(Extracted records)
···

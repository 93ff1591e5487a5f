//! Action primitives implementation
//!
//! Two primitives drive every automation flow:
//! 1. wait_for - observe until a condition holds
//! 2. click - dispatch the press/release/activate sequence, waiting first when
//!    handed a condition

use std::future::Future;
use std::sync::Arc;
use std::time::{Duration, Instant};

use async_trait::async_trait;
use chrono::Utc;
use dom_tree::{Document, Element};
use tracing::{debug, info};

use crate::click::dispatch_click;
use crate::errors::ActionError;
use crate::observer::ElementObserver;
use crate::types::{ClickReport, Condition, LabelQuery, ObserverConfig, Target, WaitRequest};

/// Action primitives trait
#[async_trait]
pub trait ActionPrimitives: Send + Sync {
    /// Wait until the request's condition holds
    async fn wait_for(&self, request: WaitRequest) -> Result<Element, ActionError>;

    /// Click a resolved element, or the element a condition resolves to.
    /// `None` fails with `MissingTarget`.
    async fn click(&self, target: Option<Target>) -> Result<ClickReport, ActionError>;

    /// Click, then log what was clicked.
    async fn click_logged(&self, target: Option<Target>) -> Result<ClickReport, ActionError> {
        let report = self.click(target).await?;
        info!(element = %report.element, latency_ms = report.latency_ms, "clicked");
        Ok(report)
    }
}

/// Default implementation backed by an [`ElementObserver`].
pub struct DefaultActionPrimitives {
    observer: Arc<ElementObserver>,
}

impl DefaultActionPrimitives {
    pub fn new(observer: Arc<ElementObserver>) -> Self {
        Self { observer }
    }

    /// Build an observer over `document` and wrap it.
    pub fn for_document(document: Document, config: ObserverConfig) -> Self {
        Self::new(Arc::new(ElementObserver::new(document, config)))
    }

    pub fn observer(&self) -> &Arc<ElementObserver> {
        &self.observer
    }

    pub fn document(&self) -> &Document {
        self.observer.document()
    }

    pub async fn click_element(&self, element: &Element) -> Result<ClickReport, ActionError> {
        self.click(Some(Target::from(element))).await
    }

    pub async fn click_when(&self, condition: Condition) -> Result<ClickReport, ActionError> {
        self.click(Some(Target::Condition(condition))).await
    }

    /// Wait for a label match inside the region `id`, then click it.
    pub async fn click_in_id<T, S>(
        &self,
        id: &str,
        tags: &[T],
        labels: &[S],
        timeout: Duration,
    ) -> Result<ClickReport, ActionError>
    where
        T: AsRef<str>,
        S: AsRef<str>,
    {
        let query = LabelQuery::new(
            tags.iter().map(|t| t.as_ref().to_string()),
            labels.iter().map(|l| l.as_ref().to_string()),
        )
        .within(id);
        let element = self
            .wait_for(WaitRequest::new(query).timeout(timeout))
            .await?;
        self.click_element(&element).await
    }
}

#[async_trait]
impl ActionPrimitives for DefaultActionPrimitives {
    async fn wait_for(&self, request: WaitRequest) -> Result<Element, ActionError> {
        self.observer.observe(request).await
    }

    async fn click(&self, target: Option<Target>) -> Result<ClickReport, ActionError> {
        let started_at = Utc::now();
        let start_instant = Instant::now();

        let element = match target {
            None => return Err(ActionError::MissingTarget("click target is absent".into())),
            Some(Target::Element(element)) => element,
            Some(Target::Condition(condition)) => {
                debug!(condition = %condition, "waiting for click target");
                self.observer.observe(WaitRequest::new(condition)).await?
            }
        };

        let listeners_invoked = dispatch_click(Some(&element))?;
        let report = ClickReport {
            action_id: uuid::Uuid::new_v4().to_string(),
            element: element.to_string(),
            started_at,
            latency_ms: start_instant.elapsed().as_millis() as u64,
            listeners_invoked,
        };
        debug!(action_id = %report.action_id, element = %report.element, "click dispatched");
        Ok(report)
    }
}

/// Run `operation`, logging how long it took.
pub async fn timed<F, T>(label: &str, operation: F) -> T
where
    F: Future<Output = T>,
{
    let started = Instant::now();
    let output = operation.await;
    info!(
        operation = label,
        elapsed_ms = started.elapsed().as_millis() as u64,
        "{label} finished"
    );
    output
}

#[cfg(test)]
mod tests {
    use super::*;
    use std::sync::atomic::{AtomicUsize, Ordering};

    fn primitives() -> (Document, DefaultActionPrimitives) {
        let doc = Document::new();
        let primitives = DefaultActionPrimitives::for_document(doc.clone(), ObserverConfig::default());
        (doc, primitives)
    }

    #[tokio::test]
    async fn click_without_target_fails() {
        let (_doc, primitives) = primitives();
        let err = primitives.click(None).await.unwrap_err();
        assert!(matches!(err, ActionError::MissingTarget(_)));
    }

    #[tokio::test]
    async fn click_waits_for_condition() {
        let (doc, primitives) = primitives();
        let clicks = Arc::new(AtomicUsize::new(0));
        let page = doc.downgrade();
        let counter = clicks.clone();
        tokio::spawn(async move {
            tokio::time::sleep(Duration::from_millis(10)).await;
            let Some(doc) = page.upgrade() else { return };
            let button = doc.create_element("button");
            button.set_class_name("go");
            button.on("click", move |_| {
                counter.fetch_add(1, Ordering::SeqCst);
            });
            doc.body().append_child(&button).unwrap();
        });

        let report = primitives.click_when(Condition::css("button.go")).await.unwrap();
        assert_eq!(report.listeners_invoked, 1);
        assert_eq!(report.element, "<button.go>");
        assert_eq!(clicks.load(Ordering::SeqCst), 1);
    }

    #[tokio::test(start_paused = true)]
    async fn click_in_id_times_out_when_label_never_appears() {
        let (doc, primitives) = primitives();
        let region = doc.create_element("div");
        region.set_id("calendarSetting");
        doc.body().append_child(&region).unwrap();

        let err = primitives
            .click_in_id(
                "calendarSetting",
                &["button"],
                &["全てを選択", "全選択"],
                Duration::from_millis(200),
            )
            .await
            .unwrap_err();
        assert!(matches!(err, ActionError::Timeout { timeout_ms: 200, .. }));
    }

    #[tokio::test]
    async fn click_logged_dispatches_and_reports() {
        let (doc, primitives) = primitives();
        let clicks = Arc::new(AtomicUsize::new(0));
        let button = doc.create_element("button");
        button.set_id("save");
        let counter = clicks.clone();
        button.on("click", move |_| {
            counter.fetch_add(1, Ordering::SeqCst);
        });
        doc.body().append_child(&button).unwrap();

        let report = primitives
            .click_logged(Some(Target::from(&button)))
            .await
            .unwrap();
        assert_eq!(report.element, "<button#save>");
        assert_eq!(report.listeners_invoked, 1);
        assert_eq!(clicks.load(Ordering::SeqCst), 1);

        let err = primitives.click_logged(None).await.unwrap_err();
        assert!(matches!(err, ActionError::MissingTarget(_)));
    }

    #[tokio::test]
    async fn timed_returns_the_inner_output() {
        let value = timed("answer", async { 42 }).await;
        assert_eq!(value, 42);
    }
}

···

■ Work required ■
Reproduce the data shown above exactly.

■ Response below ■
repository 93ff1591e5487a5f
//! Action primitives implementation
//!
//! Two primitives drive every automation flow:
//! 1. wait_for - observe until a condition holds
//! 2. click - dispatch the press/release/activate sequence, waiting first when
//!    handed a condition

use std::future::Future;
use std::sync::Arc;
use std::time::{Duration, Instant};

use async_trait::async_trait;
use chrono::Utc;
use dom_tree::{Document, Element};
use tracing::{debug, info};

use crate::click::dispatch_click;
use crate::errors::ActionError;
use crate::observer::ElementObserver;
use crate::types::{ClickReport, Condition, LabelQuery, ObserverConfig, Target, WaitRequest};

/// Action primitives trait
#[async_trait]
pub trait ActionPrimitives: Send + Sync {
    /// Wait until the request's condition holds
    async fn wait_for(&self, request: WaitRequest) -> Result<Element, ActionError>;

    /// Click a resolved element, or the element a condition resolves to.
    /// `None` fails with `MissingTarget`.
    async fn click(&self, target: Option<Target>) -> Result<ClickReport, ActionError>;

    /// Click, then log what was clicked.
    async fn click_logged(&self, target: Option<Target>) -> Result<ClickReport, ActionError> {
        let report = self.click(target).await?;
        info!(element = %report.element, latency_ms = report.latency_ms, "clicked");
        Ok(report)
    }
}

/// Default implementation backed by an [`ElementObserver`].
pub struct DefaultActionPrimitives {
    observer: Arc<ElementObserver>,
}

impl DefaultActionPrimitives {
    pub fn new(observer: Arc<ElementObserver>) -> Self {
        Self { observer }
    }

    /// Build an observer over `document` and wrap it.
    pub fn for_document(document: Document, config: ObserverConfig) -> Self {
        Self::new(Arc::new(ElementObserver::new(document, config)))
    }

    pub fn observer(&self) -> &Arc<ElementObserver> {
        &self.observer
    }

    pub fn document(&self) -> &Document {
        self.observer.document()
    }

    pub async fn click_element(&self, element: &Element) -> Result<ClickReport, ActionError> {
        self.click(Some(Target::from(element))).await
    }

    pub async fn click_when(&self, condition: Condition) -> Result<ClickReport, ActionError> {
        self.click(Some(Target::Condition(condition))).await
    }

    /// Wait for a label match inside the region `id`, then click it.
    pub async fn click_in_id<T, S>(
        &self,
        id: &str,
        tags: &[T],
        labels: &[S],
        timeout: Duration,
    ) -> Result<ClickReport, ActionError>
    where
        T: AsRef<str>,
        S: AsRef<str>,
    {
        let query = LabelQuery::new(
            tags.iter().map(|t| t.as_ref().to_string()),
            labels.iter().map(|l| l.as_ref().to_string()),
        )
        .within(id);
        let element = self
            .wait_for(WaitRequest::new(query).timeout(timeout))
            .await?;
        self.click_element(&element).await
    }
}

#[async_trait]
impl ActionPrimitives for DefaultActionPrimitives {
    async fn wait_for(&self, request: WaitRequest) -> Result<Element, ActionError> {
        self.observer.observe(request).await
    }

    async fn click(&self, target: Option<Target>) -> Result<ClickReport, ActionError> {
        let started_at = Utc::now();
        let start_instant = Instant::now();

        let element = match target {
            None => return Err(ActionError::MissingTarget("click target is absent".into())),
            Some(Target::Element(element)) => element,
            Some(Target::Condition(condition)) => {
                debug!(condition = %condition, "waiting for click target");
                self.observer.observe(WaitRequest::new(condition)).await?
            }
        };

        let listeners_invoked = dispatch_click(Some(&element))?;
        let report = ClickReport {
            action_id: uuid::Uuid::new_v4().to_string(),
            element: element.to_string(),
            started_at,
            latency_ms: start_instant.elapsed().as_millis() as u64,
            listeners_invoked,
        };
        debug!(action_id = %report.action_id, element = %report.element, "click dispatched");
        Ok(report)
    }
}

/// Run `operation`, logging how long it took.
pub async fn timed<F, T>(label: &str, operation: F) -> T
where
    F: Future<Output = T>,
{
    let started = Instant::now();
    let output = operation.await;
    info!(
        operation = label,
        elapsed_ms = started.elapsed().as_millis() as u64,
        "{label} finished"
    );
    output
}

#[cfg(test)]
mod tests {
    use super::*;
    use std::sync::atomic::{AtomicUsize, Ordering};

    fn primitives() -> (Document, DefaultActionPrimitives) {
        let doc = Document::new();
        let primitives = DefaultActionPrimitives::for_document(doc.clone(), ObserverConfig::default());
        (doc, primitives)
    }

    #[tokio::test]
    async fn click_without_target_fails() {
        let (_doc, primitives) = primitives();
        let err = primitives.click(None).await.unwrap_err();
        assert!(matches!(err, ActionError::MissingTarget(_)));
    }

    #[tokio::test]
    async fn click_waits_for_condition() {
        let (doc, primitives) = primitives();
        let clicks = Arc::new(AtomicUsize::new(0));
        let page = doc.downgrade();
        let counter = clicks.clone();
        tokio::spawn(async move {
            tokio::time::sleep(Duration::from_millis(10)).await;
            let Some(doc) = page.upgrade() else { return };
            let button = doc.create_element("button");
            button.set_class_name("go");
            button.on("click", move |_| {
                counter.fetch_add(1, Ordering::SeqCst);
            });
            doc.body().append_child(&button).unwrap();
        });

        let report = primitives.click_when(Condition::css("button.go")).await.unwrap();
        assert_eq!(report.listeners_invoked, 1);
        assert_eq!(report.element, "<button.go>");
        assert_eq!(clicks.load(Ordering::SeqCst), 1);
    }

    #[tokio::test(start_paused = true)]
    async fn click_in_id_times_out_when_label_never_appears() {
        let (doc, primitives) = primitives();
        let region = doc.create_element("div");
        region.set_id("calendarSetting");
        doc.body().append_child(&region).unwrap();

        let err = primitives
            .click_in_id(
                "calendarSetting",
                &["button"],
                &["全てを選択", "全選択"],
                Duration::from_millis(200),
            )
            .await
            .unwrap_err();
        assert!(matches!(err, ActionError::Timeout { timeout_ms: 200, .. }));
    }

    #[tokio::test]
    async fn click_logged_dispatches_and_reports() {
        let (doc, primitives) = primitives();
        let clicks = Arc::new(AtomicUsize::new(0));
        let button = doc.create_element("button");
        button.set_id("save");
        let counter = clicks.clone();
        button.on("click", move |_| {
            counter.fetch_add(1, Ordering::SeqCst);
        });
        doc.body().append_child(&button).unwrap();

        let report = primitives
            .click_logged(Some(Target::from(&button)))
            .await
            .unwrap();
        assert_eq!(report.element, "<button#save>");
        assert_eq!(report.listeners_invoked, 1);
        assert_eq!(clicks.load(Ordering::SeqCst), 1);

        let err = primitives.click_logged(None).await.unwrap_err();
        assert!(matches!(err, ActionError::MissingTarget(_)));
    }

    #[tokio::test]
    async fn timed_returns_the_inner_output() {
        let value = timed("answer", async { 42 }).await;
        assert_eq!(value, 42);
    }
}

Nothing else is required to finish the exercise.